──────── Source records

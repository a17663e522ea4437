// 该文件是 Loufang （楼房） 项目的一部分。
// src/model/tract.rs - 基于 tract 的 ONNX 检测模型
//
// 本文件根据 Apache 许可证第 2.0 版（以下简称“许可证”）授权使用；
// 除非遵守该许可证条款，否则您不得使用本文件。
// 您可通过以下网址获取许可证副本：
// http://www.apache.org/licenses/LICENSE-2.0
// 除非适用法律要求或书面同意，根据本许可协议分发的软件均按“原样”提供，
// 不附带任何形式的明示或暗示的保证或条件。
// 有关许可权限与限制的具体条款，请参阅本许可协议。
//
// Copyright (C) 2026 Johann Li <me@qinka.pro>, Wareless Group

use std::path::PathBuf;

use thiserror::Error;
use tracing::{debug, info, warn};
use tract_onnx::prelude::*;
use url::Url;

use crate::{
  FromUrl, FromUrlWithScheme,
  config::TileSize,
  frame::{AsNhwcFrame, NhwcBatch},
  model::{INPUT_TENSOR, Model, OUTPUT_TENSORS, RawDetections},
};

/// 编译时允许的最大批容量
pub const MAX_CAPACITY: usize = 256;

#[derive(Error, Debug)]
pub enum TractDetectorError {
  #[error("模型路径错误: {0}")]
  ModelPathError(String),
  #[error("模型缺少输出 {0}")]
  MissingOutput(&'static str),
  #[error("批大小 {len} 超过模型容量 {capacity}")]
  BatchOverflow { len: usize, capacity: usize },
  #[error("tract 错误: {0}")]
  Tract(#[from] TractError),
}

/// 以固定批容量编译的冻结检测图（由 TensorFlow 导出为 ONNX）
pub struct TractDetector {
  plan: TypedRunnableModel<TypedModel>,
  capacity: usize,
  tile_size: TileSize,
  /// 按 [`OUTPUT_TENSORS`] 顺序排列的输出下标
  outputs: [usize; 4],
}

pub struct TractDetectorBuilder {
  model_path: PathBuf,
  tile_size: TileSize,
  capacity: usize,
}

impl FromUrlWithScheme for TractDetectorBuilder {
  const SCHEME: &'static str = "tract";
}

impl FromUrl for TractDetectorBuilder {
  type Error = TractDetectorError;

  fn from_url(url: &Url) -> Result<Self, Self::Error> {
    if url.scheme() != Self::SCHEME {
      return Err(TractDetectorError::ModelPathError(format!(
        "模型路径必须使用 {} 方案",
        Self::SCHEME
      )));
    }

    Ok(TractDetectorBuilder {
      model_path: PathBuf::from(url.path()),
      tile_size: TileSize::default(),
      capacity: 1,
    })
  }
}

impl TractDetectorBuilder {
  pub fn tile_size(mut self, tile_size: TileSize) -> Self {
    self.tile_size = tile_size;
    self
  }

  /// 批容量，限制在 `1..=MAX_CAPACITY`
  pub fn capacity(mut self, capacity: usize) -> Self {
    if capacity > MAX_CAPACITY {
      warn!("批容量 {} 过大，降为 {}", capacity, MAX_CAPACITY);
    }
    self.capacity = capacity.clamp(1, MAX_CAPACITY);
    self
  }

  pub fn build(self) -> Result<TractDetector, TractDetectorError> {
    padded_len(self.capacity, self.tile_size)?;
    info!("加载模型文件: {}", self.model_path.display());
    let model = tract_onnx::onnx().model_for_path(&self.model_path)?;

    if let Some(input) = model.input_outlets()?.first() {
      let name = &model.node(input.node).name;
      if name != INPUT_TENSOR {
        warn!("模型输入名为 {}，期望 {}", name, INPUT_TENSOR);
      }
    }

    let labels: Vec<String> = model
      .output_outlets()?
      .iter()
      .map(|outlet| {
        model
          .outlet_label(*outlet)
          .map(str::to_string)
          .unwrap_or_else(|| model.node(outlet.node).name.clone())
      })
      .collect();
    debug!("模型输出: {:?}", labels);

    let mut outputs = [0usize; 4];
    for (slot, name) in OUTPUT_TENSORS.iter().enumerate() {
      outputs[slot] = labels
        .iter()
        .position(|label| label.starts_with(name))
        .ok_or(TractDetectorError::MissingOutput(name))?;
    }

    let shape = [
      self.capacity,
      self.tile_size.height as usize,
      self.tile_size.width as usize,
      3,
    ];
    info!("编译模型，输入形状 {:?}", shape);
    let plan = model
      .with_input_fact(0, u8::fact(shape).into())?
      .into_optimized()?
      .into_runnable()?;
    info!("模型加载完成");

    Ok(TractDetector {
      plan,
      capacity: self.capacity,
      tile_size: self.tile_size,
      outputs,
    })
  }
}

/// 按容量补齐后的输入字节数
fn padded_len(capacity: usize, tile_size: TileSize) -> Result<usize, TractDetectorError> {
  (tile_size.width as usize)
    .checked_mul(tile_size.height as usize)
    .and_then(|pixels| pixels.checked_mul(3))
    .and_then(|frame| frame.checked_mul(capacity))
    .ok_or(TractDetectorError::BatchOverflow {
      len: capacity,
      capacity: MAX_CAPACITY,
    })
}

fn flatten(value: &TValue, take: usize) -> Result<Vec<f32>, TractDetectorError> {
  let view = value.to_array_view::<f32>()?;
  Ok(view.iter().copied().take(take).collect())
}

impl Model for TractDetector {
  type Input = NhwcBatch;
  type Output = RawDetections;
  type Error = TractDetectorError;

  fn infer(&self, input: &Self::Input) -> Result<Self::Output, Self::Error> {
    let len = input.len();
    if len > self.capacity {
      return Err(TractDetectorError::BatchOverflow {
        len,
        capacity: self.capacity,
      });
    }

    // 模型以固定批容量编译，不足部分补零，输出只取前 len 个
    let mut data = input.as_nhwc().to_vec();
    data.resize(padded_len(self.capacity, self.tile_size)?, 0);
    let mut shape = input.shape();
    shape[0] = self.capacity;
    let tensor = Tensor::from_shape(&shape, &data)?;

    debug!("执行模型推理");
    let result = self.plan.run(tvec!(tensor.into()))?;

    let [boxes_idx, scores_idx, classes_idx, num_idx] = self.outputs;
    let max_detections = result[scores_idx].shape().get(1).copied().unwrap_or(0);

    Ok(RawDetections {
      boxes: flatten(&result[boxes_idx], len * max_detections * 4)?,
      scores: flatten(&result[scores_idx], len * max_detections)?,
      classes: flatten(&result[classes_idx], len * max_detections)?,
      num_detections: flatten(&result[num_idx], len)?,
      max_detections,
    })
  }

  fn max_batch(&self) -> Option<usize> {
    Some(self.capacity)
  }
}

────────────────

Retype the complete listing exactly.

repository a17663e522ea4437
// 该文件是 Loufang （楼房） 项目的一部分。
// src/model/tract.rs - 基于 tract 的 ONNX 检测模型
//
// 本文件根据 Apache 许可证第 2.0 版（以下简称“许可证”）授权使用；
// 除非遵守该许可证条款，否则您不得使用本文件。
// 您可通过以下网址获取许可证副本：
// http://www.apache.org/licenses/LICENSE-2.0
// 除非适用法律要求或书面同意，根据本许可协议分发的软件均按“原样”提供，
// 不附带任何形式的明示或暗示的保证或条件。
// 有关许可权限与限制的具体条款，请参阅本许可协议。
//
// Copyright (C) 2026 Johann Li <me@qinka.pro>, Wareless Group

use std::path::PathBuf;

use thiserror::Error;
use tracing::{debug, info, warn};
use tract_onnx::prelude::*;
use url::Url;

use crate::{
  FromUrl, FromUrlWithScheme,
  config::TileSize,
  frame::{AsNhwcFrame, NhwcBatch},
  model::{INPUT_TENSOR, Model, OUTPUT_TENSORS, RawDetections},
};

/// 编译时允许的最大批容量
pub const MAX_CAPACITY: usize = 256;

#[derive(Error, Debug)]
pub enum TractDetectorError {
  #[error("模型路径错误: {0}")]
  ModelPathError(String),
  #[error("模型缺少输出 {0}")]
  MissingOutput(&'static str),
  #[error("批大小 {len} 超过模型容量 {capacity}")]
  BatchOverflow { len: usize, capacity: usize },
  #[error("tract 错误: {0}")]
  Tract(#[from] TractError),
}

/// 以固定批容量编译的冻结检测图（由 TensorFlow 导出为 ONNX）
pub struct TractDetector {
  plan: TypedRunnableModel<TypedModel>,
  capacity: usize,
  tile_size: TileSize,
  /// 按 [`OUTPUT_TENSORS`] 顺序排列的输出下标
  outputs: [usize; 4],
}

pub struct TractDetectorBuilder {
  model_path: PathBuf,
  tile_size: TileSize,
  capacity: usize,
}

impl FromUrlWithScheme for TractDetectorBuilder {
  const SCHEME: &'static str = "tract";
}

impl FromUrl for TractDetectorBuilder {
  type Error = TractDetectorError;

  fn from_url(url: &Url) -> Result<Self, Self::Error> {
    if url.scheme() != Self::SCHEME {
      return Err(TractDetectorError::ModelPathError(format!(
        "模型路径必须使用 {} 方案",
        Self::SCHEME
      )));
    }

    Ok(TractDetectorBuilder {
      model_path: PathBuf::from(url.path()),
      tile_size: TileSize::default(),
      capacity: 1,
    })
  }
}

impl TractDetectorBuilder {
  pub fn tile_size(mut self, tile_size: TileSize) -> Self {
    self.tile_size = tile_size;
    self
  }

  /// 批容量，限制在 `1..=MAX_CAPACITY`
  pub fn capacity(mut self, capacity: usize) -> Self {
    if capacity > MAX_CAPACITY {
      warn!("批容量 {} 过大，降为 {}", capacity, MAX_CAPACITY);
    }
    self.capacity = capacity.clamp(1, MAX_CAPACITY);
    self
  }

  pub fn build(self) -> Result<TractDetector, TractDetectorError> {
    padded_len(self.capacity, self.tile_size)?;
    info!("加载模型文件: {}", self.model_path.display());
    let model = tract_onnx::onnx().model_for_path(&self.model_path)?;

    if let Some(input) = model.input_outlets()?.first() {
      let name = &model.node(input.node).name;
      if name != INPUT_TENSOR {
        warn!("模型输入名为 {}，期望 {}", name, INPUT_TENSOR);
      }
    }

    let labels: Vec<String> = model
      .output_outlets()?
      .iter()
      .map(|outlet| {
        model
          .outlet_label(*outlet)
          .map(str::to_string)
          .unwrap_or_else(|| model.node(outlet.node).name.clone())
      })
      .collect();
    debug!("模型输出: {:?}", labels);

    let mut outputs = [0usize; 4];
    for (slot, name) in OUTPUT_TENSORS.iter().enumerate() {
      outputs[slot] = labels
        .iter()
        .position(|label| label.starts_with(name))
        .ok_or(TractDetectorError::MissingOutput(name))?;
    }

    let shape = [
      self.capacity,
      self.tile_size.height as usize,
      self.tile_size.width as usize,
      3,
    ];
    info!("编译模型，输入形状 {:?}", shape);
    let plan = model
      .with_input_fact(0, u8::fact(shape).into())?
      .into_optimized()?
      .into_runnable()?;
    info!("模型加载完成");

    Ok(TractDetector {
      plan,
      capacity: self.capacity,
      tile_size: self.tile_size,
      outputs,
    })
  }
}

/// 按容量补齐后的输入字节数
fn padded_len(capacity: usize, tile_size: TileSize) -> Result<usize, TractDetectorError> {
  (tile_size.width as usize)
    .checked_mul(tile_size.height as usize)
    .and_then(|pixels| pixels.checked_mul(3))
    .and_then(|frame| frame.checked_mul(capacity))
    .ok_or(TractDetectorError::BatchOverflow {
      len: capacity,
      capacity: MAX_CAPACITY,
    })
}

fn flatten(value: &TValue, take: usize) -> Result<Vec<f32>, TractDetectorError> {
  let view = value.to_array_view::<f32>()?;
  Ok(view.iter().copied().take(take).collect())
}

impl Model for TractDetector {
  type Input = NhwcBatch;
  type Output = RawDetections;
  type Error = TractDetectorError;

  fn infer(&self, input: &Self::Input) -> Result<Self::Output, Self::Error> {
    let len = input.len();
    if len > self.capacity {
      return Err(TractDetectorError::BatchOverflow {
        len,
        capacity: self.capacity,
      });
    }

    // 模型以固定批容量编译，不足部分补零，输出只取前 len 个
    let mut data = input.as_nhwc().to_vec();
    data.resize(padded_len(self.capacity, self.tile_size)?, 0);
    let mut shape = input.shape();
    shape[0] = self.capacity;
    let tensor = Tensor::from_shape(&shape, &data)?;

    debug!("执行模型推理");
    let result = self.plan.run(tvec!(tensor.into()))?;

    let [boxes_idx, scores_idx, classes_idx, num_idx] = self.outputs;
    let max_detections = result[scores_idx].shape().get(1).copied().unwrap_or(0);

    Ok(RawDetections {
      boxes: flatten(&result[boxes_idx], len * max_detections * 4)?,
      scores: flatten(&result[scores_idx], len * max_detections)?,
      classes: flatten(&result[classes_idx], len * max_detections)?,
      num_detections: flatten(&result[num_idx], len)?,
      max_detections,
    })
  }

  fn max_batch(&self) -> Option<usize> {
    Some(self.capacity)
  }
}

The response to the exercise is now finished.